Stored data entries
+++

//! Statute chunking

use super::{
    estimate_tokens, extract_statute_refs, find_section_headers, short_hash, sliding_window,
    split_at_markers,
};
use crate::config::ChunkConfig;
use crate::models::{Chunk, ChunkMetadata, StatuteMetadata};
use serde::{Deserialize, Serialize};
use std::collections::HashSet;
use tracing::debug;

/// Metadata shared by every section of one statute text
#[derive(Debug, Clone, Default, Serialize, Deserialize)]
pub struct StatuteSource {
    /// Effective date of this version of the text
    pub version_date: String,
    /// Name of the code, e.g. "Civil Code"
    pub source: String,
    pub book: Option<String>,
    pub chapter: Option<String>,
}

impl StatuteSource {
    fn metadata(&self, section: &str, sub_chunk: Option<usize>, refs: Vec<String>) -> ChunkMetadata {
        ChunkMetadata::Statute(StatuteMetadata {
            section: section.to_string(),
            sub_chunk,
            version_date: self.version_date.clone(),
            source: self.source.clone(),
            book: self.book.clone(),
            chapter: self.chapter.clone(),
            statute_refs: refs,
        })
    }
}

/// Split a statute into one chunk per section.
///
/// Sections too short to carry content are skipped. Sections above the token
/// threshold are split into overlapping windows with ids `statute_<N>_<i>`.
/// Text with no section headers becomes a single `statute_full_<hash>` chunk,
/// hashed over the source name and text.
pub fn chunk_statute(text: &str, source: &StatuteSource, config: &ChunkConfig) -> Vec<Chunk> {
    let text = text.trim();
    if text.is_empty() {
        return Vec::new();
    }

    let headers = find_section_headers(text);
    if headers.is_empty() {
        debug!("No section headers found, emitting fallback chunk");
        return vec![Chunk {
            id: format!("statute_full_{}", short_hash(&format!("{}\n{}", source.source, text))),
            text: text.to_string(),
            metadata: source.metadata("full", None, extract_statute_refs(text)),
        }];
    }

    let mut chunks = Vec::new();
    let mut seen = HashSet::new();

    for (section, body) in split_at_markers(text, &headers) {
        if body.chars().count() < config.statute_min_chars {
            continue;
        }
        if !seen.insert(section.to_string()) {
            debug!("Skipping repeated section §{}", section);
            continue;
        }

        let own = format!("§{}", section.trim_end_matches(|c: char| c.is_ascii_alphabetic()));
        let refs: Vec<String> = extract_statute_refs(body)
            .into_iter()
            .filter(|r| *r != own)
            .collect();

        if estimate_tokens(body) > config.statute_max_tokens {
            let windows = sliding_window(body, config.window_chars, config.overlap_chars);
            debug!("Section §{} split into {} windows", section, windows.len());
            for (i, window) in windows.into_iter().enumerate() {
                chunks.push(Chunk {
                    id: format!("statute_{}_{}", section, i),
                    text: window,
                    metadata: source.metadata(section, Some(i), refs.clone()),
                });
            }
        } else {
            chunks.push(Chunk {
                id: format!("statute_{}", section),
                text: body.to_string(),
                metadata: source.metadata(section, None, refs),
            });
        }
    }

    chunks
}
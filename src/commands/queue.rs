//! Queue inspection and maintenance commands

use crate::error::Result;
use crate::queue::{IngestQueue, QueueItem, QueueStats};
use serde::Serialize;
use tracing::info;

#[derive(Debug, Clone, Serialize)]
pub struct FailedItem {
    pub chunk_id: String,
    pub retry_count: i64,
    pub error_message: Option<String>,
    pub processed_at: Option<String>,
}

impl From<QueueItem> for FailedItem {
    fn from(item: QueueItem) -> Self {
        Self {
            chunk_id: item.chunk_id,
            retry_count: item.retry_count,
            error_message: item.error_message,
            processed_at: item.processed_at,
        }
    }
}

#[derive(Debug, Clone, Copy, Serialize)]
pub struct QueueChange {
    pub affected: u64,
}

pub async fn cmd_queue_stats(queue: &IngestQueue) -> Result<QueueStats> {
    queue.get_stats().await
}

/// Requeue failed items still under the retry limit
pub async fn cmd_queue_retry(queue: &IngestQueue) -> Result<QueueChange> {
    let affected = queue.retry_failed().await?;
    info!("Requeued {} failed items", affected);
    Ok(QueueChange { affected })
}

/// Delete completed items, or every item with `all`
pub async fn cmd_queue_clear(queue: &IngestQueue, all: bool) -> Result<QueueChange> {
    let affected = if all {
        queue.clear_all().await?
    } else {
        queue.clear_completed().await?
    };
    info!("Removed {} queue items", affected);
    Ok(QueueChange { affected })
}

pub async fn cmd_queue_failed(queue: &IngestQueue, limit: usize) -> Result<Vec<FailedItem>> {
    Ok(queue
        .list_failed(limit)
        .await?
        .into_iter()
        .map(FailedItem::from)
        .collect())
}

pub fn print_queue_stats(stats: &QueueStats) {
    println!("\n📥 Processing Queue\n");
    println!("  Pending:    {}", stats.pending);
    println!("  Processing: {}", stats.processing);
    println!("  Completed:  {}", stats.completed);
    println!("  Failed:     {}", stats.failed);
    println!("  Total:      {}", stats.total);
}

pub fn print_failed_items(items: &[FailedItem]) {
    if items.is_empty() {
        println!("No failed items.");
        return;
    }

    println!("\n✗ Failed items\n");
    for item in items {
        println!("• {} (retries: {})", item.chunk_id, item.retry_count);
        if let Some(ref message) = item.error_message {
            println!("  {}", message);
        }
    }
}
//! Attach exemplar statute and precedent hits to clusters

use super::{Anchor, DoctrineCluster};
use crate::chunk::DEFAULT_COURT;
use crate::error::{with_timeout, Result};
use crate::store::{MetadataFilter, QueryOptions, VectorIndex};
use crate::vector::CachedEmbedder;
use tracing::{debug, warn};

const STATUTE_ANCHOR_TOP_K: usize = 5;
const PRECEDENT_ANCHOR_TOP_K: usize = 3;
const PRINCIPLE_SNIPPET_CHARS: usize = 200;

/// Anchors clusters against the index. Lookup failures leave the anchor
/// empty.
pub struct ClusterAnchorer<'a> {
    index: &'a dyn VectorIndex,
    embedder: &'a CachedEmbedder<'a>,
}

impl<'a> ClusterAnchorer<'a> {
    pub fn new(index: &'a dyn VectorIndex, embedder: &'a CachedEmbedder<'a>) -> Self {
        Self { index, embedder }
    }

    pub async fn anchor_all(&self, clusters: &mut [DoctrineCluster]) {
        for cluster in clusters.iter_mut() {
            self.anchor(cluster).await;
        }
    }

    pub async fn anchor(&self, cluster: &mut DoctrineCluster) {
        if !cluster.common_sections.is_empty() {
            match self.statute_anchor(cluster).await {
                Ok(anchor) => cluster.statute_anchor = anchor,
                Err(e) => warn!("Statute anchor failed for {}: {}", cluster.id, e),
            }
        }

        if !cluster.members.is_empty() {
            match self.precedent_anchor(cluster).await {
                Ok(anchor) => cluster.precedent_anchor = anchor,
                Err(e) => warn!("Precedent anchor failed for {}: {}", cluster.id, e),
            }
        }
    }

    async fn statute_anchor(&self, cluster: &DoctrineCluster) -> Result<Option<Anchor>> {
        let query = cluster
            .common_sections
            .iter()
            .take(3)
            .cloned()
            .collect::<Vec<_>>()
            .join(" ");
        let options = QueryOptions::top_k(STATUTE_ANCHOR_TOP_K)
            .with_filter(MetadataFilter::chunk_type("statute"));
        self.top_hit(&query, &options).await
    }

    async fn precedent_anchor(&self, cluster: &DoctrineCluster) -> Result<Option<Anchor>> {
        let combined = cluster
            .members
            .iter()
            .take(3)
            .map(|m| {
                m.payload
                    .get_str("principle")
                    .unwrap_or_else(|| m.payload.text())
                    .chars()
                    .take(PRINCIPLE_SNIPPET_CHARS)
                    .collect::<String>()
            })
            .filter(|t| !t.trim().is_empty())
            .collect::<Vec<_>>()
            .join(" ");

        if combined.is_empty() {
            return Ok(None);
        }

        let filter = MetadataFilter::new()
            .eq("court", DEFAULT_COURT)
            .eq("is_binding", true);
        let options = QueryOptions::top_k(PRECEDENT_ANCHOR_TOP_K).with_filter(filter);
        self.top_hit(&combined, &options).await
    }

    async fn top_hit(&self, text: &str, options: &QueryOptions) -> Result<Option<Anchor>> {
        let vector = self.embedder.embed(text).await?;
        let hits = with_timeout(self.embedder.timeout(), self.index.query(&vector, options)).await?;
        debug!("Anchor query returned {} hits", hits.len());
        Ok(hits.into_iter().next().map(|h| Anchor {
            id: h.id,
            score: h.score,
            payload: h.payload,
        }))
    }
}
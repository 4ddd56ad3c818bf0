//! Query-time clustering of ranked results by shared statute references

use super::{ClusterMember, DoctrineCluster};
use crate::weight::CourtLevel;
use std::cmp::Ordering;
use std::collections::HashSet;

/// Weight difference above which weight outranks similarity
const WEIGHT_GAP: f64 = 0.5;

/// Jaccard similarity of two reference lists; 0.0 when either is empty
pub fn jaccard(a: &[String], b: &[String]) -> f32 {
    if a.is_empty() || b.is_empty() {
        return 0.0;
    }
    let a: HashSet<&String> = a.iter().collect();
    let b: HashSet<&String> = b.iter().collect();
    let intersection = a.intersection(&b).count();
    let union = a.union(&b).count();
    intersection as f32 / union as f32
}

/// Greedy seed-based grouping of results by statute references.
///
/// Each unassigned result with references seeds a group; later unassigned
/// results join when their Jaccard similarity to the seed reaches
/// `min_jaccard`. Groups below `min_size` are dropped (their members stay
/// assigned). Output is ordered largest first.
pub fn cluster_query_results(
    results: Vec<ClusterMember>,
    min_jaccard: f32,
    min_size: usize,
) -> Vec<DoctrineCluster> {
    let refs: Vec<Vec<String>> = results.iter().map(ClusterMember::statute_refs).collect();
    let mut assigned = vec![false; results.len()];
    let mut groups: Vec<Vec<usize>> = Vec::new();

    for i in 0..results.len() {
        if assigned[i] || refs[i].is_empty() {
            continue;
        }
        assigned[i] = true;
        let mut group = vec![i];

        for j in (i + 1)..results.len() {
            if !assigned[j] && jaccard(&refs[i], &refs[j]) >= min_jaccard {
                assigned[j] = true;
                group.push(j);
            }
        }

        if group.len() >= min_size {
            groups.push(group);
        }
    }

    let mut slots: Vec<Option<ClusterMember>> = results.into_iter().map(Some).collect();
    let mut clusters: Vec<DoctrineCluster> = groups
        .into_iter()
        .enumerate()
        .map(|(n, idxs)| {
            let members = idxs.into_iter().filter_map(|i| slots[i].take()).collect();
            let mut cluster = DoctrineCluster::from_members(format!("cluster_{}", n + 1), members);
            cluster.centroid.clear();
            cluster
        })
        .collect();

    clusters.sort_by(|a, b| b.len().cmp(&a.len()));
    clusters
}

fn is_supreme(member: &ClusterMember) -> bool {
    member
        .payload
        .get_str("court")
        .map(|c| CourtLevel::from_name(c) == CourtLevel::Supreme)
        .unwrap_or(false)
}

fn representative_order(a: &ClusterMember, b: &ClusterMember) -> Ordering {
    match (is_supreme(a), is_supreme(b)) {
        (true, false) => return Ordering::Less,
        (false, true) => return Ordering::Greater,
        _ => {}
    }

    let (wa, wb) = (a.weight(), b.weight());
    if (wa - wb).abs() > WEIGHT_GAP {
        return wb.total_cmp(&wa);
    }

    b.score.total_cmp(&a.score)
}

/// Up to `n` members: Supreme Court first, then clearly heavier weight,
/// then similarity.
///
/// The weight-gap rule is not transitive, so members are placed by stable
/// insertion rather than a library sort.
pub fn select_representatives(cluster: &DoctrineCluster, n: usize) -> Vec<ClusterMember> {
    let mut ordered: Vec<&ClusterMember> = Vec::with_capacity(cluster.members.len());
    for member in &cluster.members {
        let pos = ordered
            .iter()
            .position(|existing| representative_order(member, existing) == Ordering::Less)
            .unwrap_or(ordered.len());
        ordered.insert(pos, member);
    }
    ordered.into_iter().take(n).cloned().collect()
}
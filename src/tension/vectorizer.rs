//! Vector recipes for tensions and doctrines

use super::VectorStrategy;
use crate::config::SearchConfig;
use crate::error::{Error, Result};
use crate::search::{HybridSearchStrategy, WeightedVector};
use crate::vector::{add_scaled, combine_weighted, normalize, CachedEmbedder};
use futures::future::join_all;
use tracing::{debug, warn};

/// Query phrases for well-known Czech civil-law doctrines
pub const DOCTRINE_PHRASES: &[(&str, &str)] = &[
    ("vydržení", "vydržení dobromyslná držba legitimní očekávání časový faktor třicet let deset let faktický výkon práva"),
    ("dobrá_víra", "dobrá víra dobromyslnost nevěděl nemohl vědět důvodně spoléhal legitimní důvěra"),
    ("bezdůvodné_obohacení", "bezdůvodné obohacení bez právního důvodu neoprávněný prospěch vydání plnění"),
    ("ochrana_spotřebitele", "ochrana spotřebitele slabší strana nerovné postavení adhezní smlouva"),
    ("náhrada_škody", "náhrada škody způsobená škoda zavinění příčinná souvislost"),
    ("neplatnost", "neplatnost absolutní neplatnost relativní neplatnost rozpor se zákonem dobrými mravy"),
    ("předběžné_opatření", "předběžné opatření prozatímní úprava hrozící škoda neodkladné"),
    ("služebnost", "služebnost věcné břemeno právo cesty právo průchodu oprávněný povinný"),
    ("vlastnické_právo", "vlastnické právo vlastnictví vlastník držet užívat požívat nakládat vyloučit"),
    ("vlastnictví", "vlastnictví vlastnické právo vlastník absolutní věcné právo"),
    ("spoluvlastnictví", "spoluvlastnictví podílové spoluvlastnictví společné jmění"),
    ("smlouva", "smlouva smluvní strany závazek plnění protiplnění"),
    ("kupní_smlouva", "kupní smlouva kupující prodávající kupní cena převod vlastnictví"),
    ("nájemní_smlouva", "nájem nájemní smlouva pronajímatel nájemce nájemné"),
    ("smlouva_o_dílo", "smlouva o dílo zhotovitel objednatel dílo cena díla"),
    ("darovací_smlouva", "darovací smlouva dárce obdarovaný darování bezplatně"),
    ("závazek", "závazek dlužník věřitel plnění splnění závazku"),
    ("porušení_smlouvy", "porušení smlouvy porušení povinnosti prodlení vadné plnění"),
    ("odstoupení", "odstoupení od smlouvy podstatné porušení zrušení ex tunc"),
    ("výpověď", "výpověď ukončení výpovědní doba výpovědní důvod"),
    ("manželství", "manželství manželé společné jmění manželů rozvod"),
    ("vyživovací_povinnost", "vyživovací povinnost výživné alimenty nezletilé dítě"),
    ("rodičovská_odpovědnost", "rodičovská odpovědnost péče o dítě výchova zastoupení"),
    ("dědictví", "dědictví dědic zůstavitel pozůstalost závěť intestátní"),
    ("závěť", "závěť testament zůstavitel dědic odkaz"),
    ("povinný_díl", "povinný díl nepominutelný dědic zákonný dědický podíl"),
    ("delikt", "delikt protiprávní čin zavinění škoda náhrada"),
    ("odpovědnost", "odpovědnost objektivní odpovědnost subjektivní zavinění"),
];

/// Query phrase for a doctrine, or the doctrine name itself
pub fn doctrine_phrase(doctrine: &str) -> &str {
    DOCTRINE_PHRASES
        .iter()
        .find(|(name, _)| *name == doctrine)
        .map(|(_, phrase)| *phrase)
        .unwrap_or(doctrine)
}

/// Builds unit query vectors through a cached embedder
pub struct TensionVectorizer<'a> {
    embedder: CachedEmbedder<'a>,
    add_scale: f32,
    subtract_scale: f32,
    tension_weight: f32,
    keyword_weight: f32,
}

impl<'a> TensionVectorizer<'a> {
    pub fn new(embedder: CachedEmbedder<'a>, config: &SearchConfig) -> Self {
        Self {
            embedder,
            add_scale: config.add_scale,
            subtract_scale: config.subtract_scale,
            tension_weight: config.tension_weight,
            keyword_weight: config.keyword_weight,
        }
    }

    /// `normalize(base + add_scale·Σadd − subtract_scale·Σsubtract)`
    pub async fn tension_vector(&self, strategy: &VectorStrategy) -> Result<Vec<f32>> {
        let base_text = strategy.base_terms.join(" ");
        let mut result = self.embedder.embed(&base_text).await?;

        for term in &strategy.add_modifiers {
            let v = self.embedder.embed(term).await?;
            result = add_scaled(&result, &v, self.add_scale)?;
        }

        for term in &strategy.subtract_modifiers {
            let v = self.embedder.embed(term).await?;
            result = add_scaled(&result, &v, -self.subtract_scale)?;
        }

        Ok(normalize(&result))
    }

    /// Strength-weighted average of the per-tension vectors.
    ///
    /// Tensions whose vectors cannot be built are left out; fails only when
    /// none can be built.
    pub async fn composite_vector(&self, strategies: &[VectorStrategy]) -> Result<Vec<f32>> {
        let results = join_all(strategies.iter().map(|s| async move {
            self.tension_vector(s).await.map(|v| (v, s.weight))
        }))
        .await;

        let mut vectors = Vec::with_capacity(results.len());
        let mut last_err = None;
        for (strategy, result) in strategies.iter().zip(results) {
            match result {
                Ok(weighted) => vectors.push(weighted),
                Err(e) => {
                    warn!("Dropping tension '{}': {}", strategy.tension_type, e);
                    last_err = Some(e);
                }
            }
        }

        match last_err {
            Some(e) if vectors.is_empty() => Err(e),
            _ => combine_weighted(&vectors),
        }
    }

    pub async fn doctrine_vector(&self, doctrine: &str, weight: f32) -> Result<WeightedVector> {
        let phrase = doctrine_phrase(doctrine);
        if phrase == doctrine {
            debug!("No query phrase for doctrine '{}', using its name", doctrine);
        }
        let vector = self.embedder.embed(phrase).await?;
        Ok(WeightedVector {
            vector: normalize(&vector),
            weight,
        })
    }

    /// Assemble the components of a hybrid search.
    ///
    /// Each component is built on its own and a failed one is dropped.
    /// Fails with [`Error::Search`] only when components were requested and
    /// none could be built.
    pub async fn build_hybrid_strategy(
        &self,
        strategies: &[VectorStrategy],
        doctrines: &[(String, f32)],
        keywords: Option<&str>,
    ) -> Result<HybridSearchStrategy> {
        let keywords = keywords.map(str::trim).filter(|k| !k.is_empty());
        let requested =
            usize::from(!strategies.is_empty()) + doctrines.len() + usize::from(keywords.is_some());
        let mut hybrid = HybridSearchStrategy::default();
        let mut last_err = None;

        if !strategies.is_empty() {
            match self.composite_vector(strategies).await {
                Ok(vector) => {
                    hybrid.tension = Some(WeightedVector {
                        vector,
                        weight: self.tension_weight,
                    })
                }
                Err(e) => {
                    warn!("Dropping tension component: {}", e);
                    last_err = Some(e);
                }
            }
        }

        let built = join_all(
            doctrines
                .iter()
                .map(|(name, weight)| self.doctrine_vector(name, *weight)),
        )
        .await;
        for ((name, _), result) in doctrines.iter().zip(built) {
            match result {
                Ok(component) => hybrid.doctrines.push(component),
                Err(e) => {
                    warn!("Dropping doctrine component '{}': {}", name, e);
                    last_err = Some(e);
                }
            }
        }

        if let Some(text) = keywords {
            match self.embedder.embed(text).await {
                Ok(vector) => {
                    hybrid.keyword = Some(WeightedVector {
                        vector: normalize(&vector),
                        weight: self.keyword_weight,
                    })
                }
                Err(e) => {
                    warn!("Dropping keyword component: {}", e);
                    last_err = Some(e);
                }
            }
        }

        if requested > 0 && hybrid.is_empty() {
            let cause = last_err.map(|e| e.to_string()).unwrap_or_default();
            return Err(Error::Search(format!(
                "no query component could be built: {}",
                cause
            )));
        }

        Ok(hybrid)
    }
}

+++

What you should do:
When a line in the data contains "zůstavitel", return it as written.

Reply:
    ("dědictví", "dědictví dědic zůstavitel pozůstalost závěť intestátní"),
    ("závěť", "závěť testament zůstavitel dědic odkaz"),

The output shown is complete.